# What is the Additional Rule For Probabilities?

### Additional Rule For Probabilities

a rule or formula helpful in calculating the probability of one or two events happening.

## Additional Rule For Probabilities Details

In mathematics, probability refers to methods of quantifying the chances for an event to happen or not happen based on empirical analysis instead of guesses or hunches. When you try to calculate the odds of something happening, you need to know whether the possible events are mutually exclusive. What this means is that if one event happens, any other possible event can’t occur at the same time.

One example is if you throw a die with six sides. The odd for a two or a four to come out on top is 1/6 for each event. However, you can’t get a two and a four simultaneously, so these events are mutually exclusive. Mutual exclusivity describes events that cannot coincide. If there are mutually exclusive events, there are also non-mutually exclusive events.

Non-mutually exclusive events transpire if there’s at least one possibility that the two possible events overlap. For instance, let’s say that you draw a card from a standard deck of 52 playing cards. You want to calculate the probability of a queen or a heart coming out from all the possible events. Regardless of the result, you realize that there’s a possibility that the queen of hearts to appear, so both events are non-mutually exclusive.

## Example of Additional Rule For Probabilities

Some sources may tell you that there are two formulas useful to calculate probabilities involving two different events. Which one you use depends on whether the related events are mutually exclusive or not. Even though this is true, in reality, you simply need to understand the following formula regardless of the events’ mutual exclusiveness:

- P(A or B) = P(A) + P(B) - P(A and B)

Among the two formulas divided according to the events’ mutual exclusiveness, you can use the one above to calculate the probability of two events if the circumstances are not mutually exclusive. For example, let’s use the one where we were drawing a card from a standard deck. If we are trying to compute the probability of getting a queen or a heart, we can use the formula above. The logic of the formula is that we add the probability of either one of two events happening and subtract it with the possibility of both happening so that we don’t count one event (the queen of hearts appearing) twice.

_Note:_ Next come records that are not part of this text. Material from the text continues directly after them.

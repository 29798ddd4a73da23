use super::*;

pub async fn list_audit_logs_handler(
    State(state): State<AppState>,
    Extension(actor): Extension<ActorIdentity>,
    Query(query): Query<AuditLogQueryParams>,
) -> ApiResult<Json<AuditLogPageResponse>> {
    let AuditLogRequest {
        filter,
        page,
        page_size,
    } = query.into_request()?;

    let page = state
        .audit_log_service
        .query(&actor, filter, page, page_size)
        .await?;

    Ok(Json(AuditLogPageResponse::from(page)))
}

pub async fn audit_log_detail_handler(
    State(state): State<AppState>,
    Extension(actor): Extension<ActorIdentity>,
    Path(record_id): Path<Uuid>,
) -> ApiResult<Json<AuditRecordDetailResponse>> {
    let detail = state
        .audit_log_service
        .find_record(&actor, record_id)
        .await?;

    Ok(Json(AuditRecordDetailResponse::from(detail)))
}

pub async fn entity_history_handler(
    State(state): State<AppState>,
    Extension(actor): Extension<ActorIdentity>,
    Path((entity_type, entity_id)): Path<(String, String)>,
    Query(query): Query<EntityHistoryParams>,
) -> ApiResult<Json<AuditLogPageResponse>> {
    let page = state
        .audit_log_service
        .entity_history(
            &actor,
            entity_type.as_str(),
            entity_id.as_str(),
            query.page.unwrap_or(1),
            query.page_size.unwrap_or(50),
        )
        .await?;

    Ok(Json(AuditLogPageResponse::from(page)))
}
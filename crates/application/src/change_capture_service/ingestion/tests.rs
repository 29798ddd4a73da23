use std::sync::Arc;

use auditrail_core::{ActorIdentity, AppError, TenantId, UserId};
use auditrail_domain::{
    AuditActionType, AuditCategory, AuditSeverity, Capability, ChangeOperation, TrackedChange,
    TrackedField,
};
use serde_json::json;

use crate::authorization_gate::{AuthorizationGate, denied_capabilities};
use crate::change_capture_service::{CapturePolicy, ChangeCaptureService};
use crate::request_context::NoRequestContext;
use crate::test_support::{GrantedCapabilities, RecordingSink};

use super::ChangeIngestionService;

fn service(granted: &[Capability]) -> (ChangeIngestionService, Arc<RecordingSink>) {
    let sink = Arc::new(RecordingSink::default());
    let policy = CapturePolicy::standard().unwrap_or_else(|_| unreachable!());
    let capture =
        ChangeCaptureService::new(Arc::new(policy), sink.clone(), Arc::new(NoRequestContext));
    let gate = AuthorizationGate::new(
        Arc::new(GrantedCapabilities::of(granted)),
        sink.clone(),
        Arc::new(NoRequestContext),
    );
    (ChangeIngestionService::new(capture, gate), sink)
}

fn salary_change(tenant_id: Option<TenantId>) -> TrackedChange {
    TrackedChange {
        entity_kind: "Employee".to_owned(),
        entity_id: Some("emp-7".to_owned()),
        tenant_id,
        operation: ChangeOperation::Updated,
        fields: vec![TrackedField {
            name: "Salary".to_owned(),
            original: Some(json!(5000)),
            current: Some(json!(5200)),
            is_modified: true,
            is_foreign_key: false,
        }],
    }
}

fn reporter(tenant_id: Option<TenantId>) -> ActorIdentity {
    ActorIdentity::new(
        UserId::new(),
        Some("sync@acme.test".to_owned()),
        Some("Integration".to_owned()),
        tenant_id,
    )
}

#[tokio::test]
async fn reporter_without_capability_is_denied_with_one_security_record() {
    let (service, sink) = service(&[Capability::AuditRead]);
    let tenant_id = TenantId::new();

    let result = service
        .ingest(&reporter(Some(tenant_id)), vec![salary_change(None)])
        .await;

    let error = result.err().unwrap_or_else(|| unreachable!());
    assert!(matches!(error, AppError::Forbidden(_)));
    assert_eq!(
        denied_capabilities(&error),
        Some(vec!["audit.ingest".to_owned(), "audit.admin".to_owned()])
    );

    let records = sink.records.lock();
    assert_eq!(records.len(), 1);
    assert_eq!(records[0].action(), AuditActionType::PermissionDenied);
    assert_eq!(records[0].category(), AuditCategory::Security);
    assert_eq!(records[0].severity(), AuditSeverity::Warning);
    assert_eq!(records[0].subject_id(), Some("audit.changes.ingest"));
}

#[tokio::test]
async fn ingest_capability_captures_changes_for_own_tenant() {
    let (service, sink) = service(&[Capability::AuditIngest]);
    let tenant_id = TenantId::new();

    let captured = service
        .ingest(&reporter(Some(tenant_id)), vec![salary_change(None)])
        .await;

    assert!(matches!(captured, Ok(1)));
    let records = sink.records.lock();
    assert_eq!(records.len(), 1);
    assert_eq!(records[0].category(), AuditCategory::DataChange);
    assert_eq!(records[0].tenant_id(), Some(tenant_id));
}

#[tokio::test]
async fn tenant_reporter_cannot_report_for_another_tenant() {
    let (service, sink) = service(&[Capability::AuditAdmin]);

    let result = service
        .ingest(
            &reporter(Some(TenantId::new())),
            vec![salary_change(Some(TenantId::new()))],
        )
        .await;

    assert!(matches!(result, Err(AppError::Forbidden(_))));
    assert!(sink.records.lock().is_empty());
}

#[tokio::test]
async fn platform_reporter_keeps_requested_tenant() {
    let (service, sink) = service(&[Capability::AuditAdmin]);
    let tenant_id = TenantId::new();

    let captured = service
        .ingest(&reporter(None), vec![salary_change(Some(tenant_id))])
        .await;

    assert!(matches!(captured, Ok(1)));
    assert_eq!(sink.records.lock()[0].tenant_id(), Some(tenant_id));
}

- P(Queen or Heart) = P(Queen) + P(Heart) - P(Queen and Heart) = 4/52 + 13/52 - 1/52 = 16/52 = 4/13

Thus, the probability of a queen or a heart to come out—including both at the same time—is 4/13. Unsurprisingly, we can use the same formula above for mutually exclusive events (for example, the probability of getting a two or a four from a die with six sides). One thing to remember is that since there’s no possibility that the two events happen simultaneously, the value for P(A and B) will always be zero. In that case, we can trim the formula to simplify things.

- P(2 or 4) = P(2) + P(4) - 0 = 1/6 + 1/6 = 2/6 = 1/3

## Types of Additional Rule For Probabilities

Taking all of the things we’ve learned so far, we can conclude that two derived rules come from the addition rule for probabilities.

- For non-mutually exclusive events: P(A or B) = P(A) + P(B) - P(A and B)
- For mutually exclusive events: P(A or B) = P(A) + P(B)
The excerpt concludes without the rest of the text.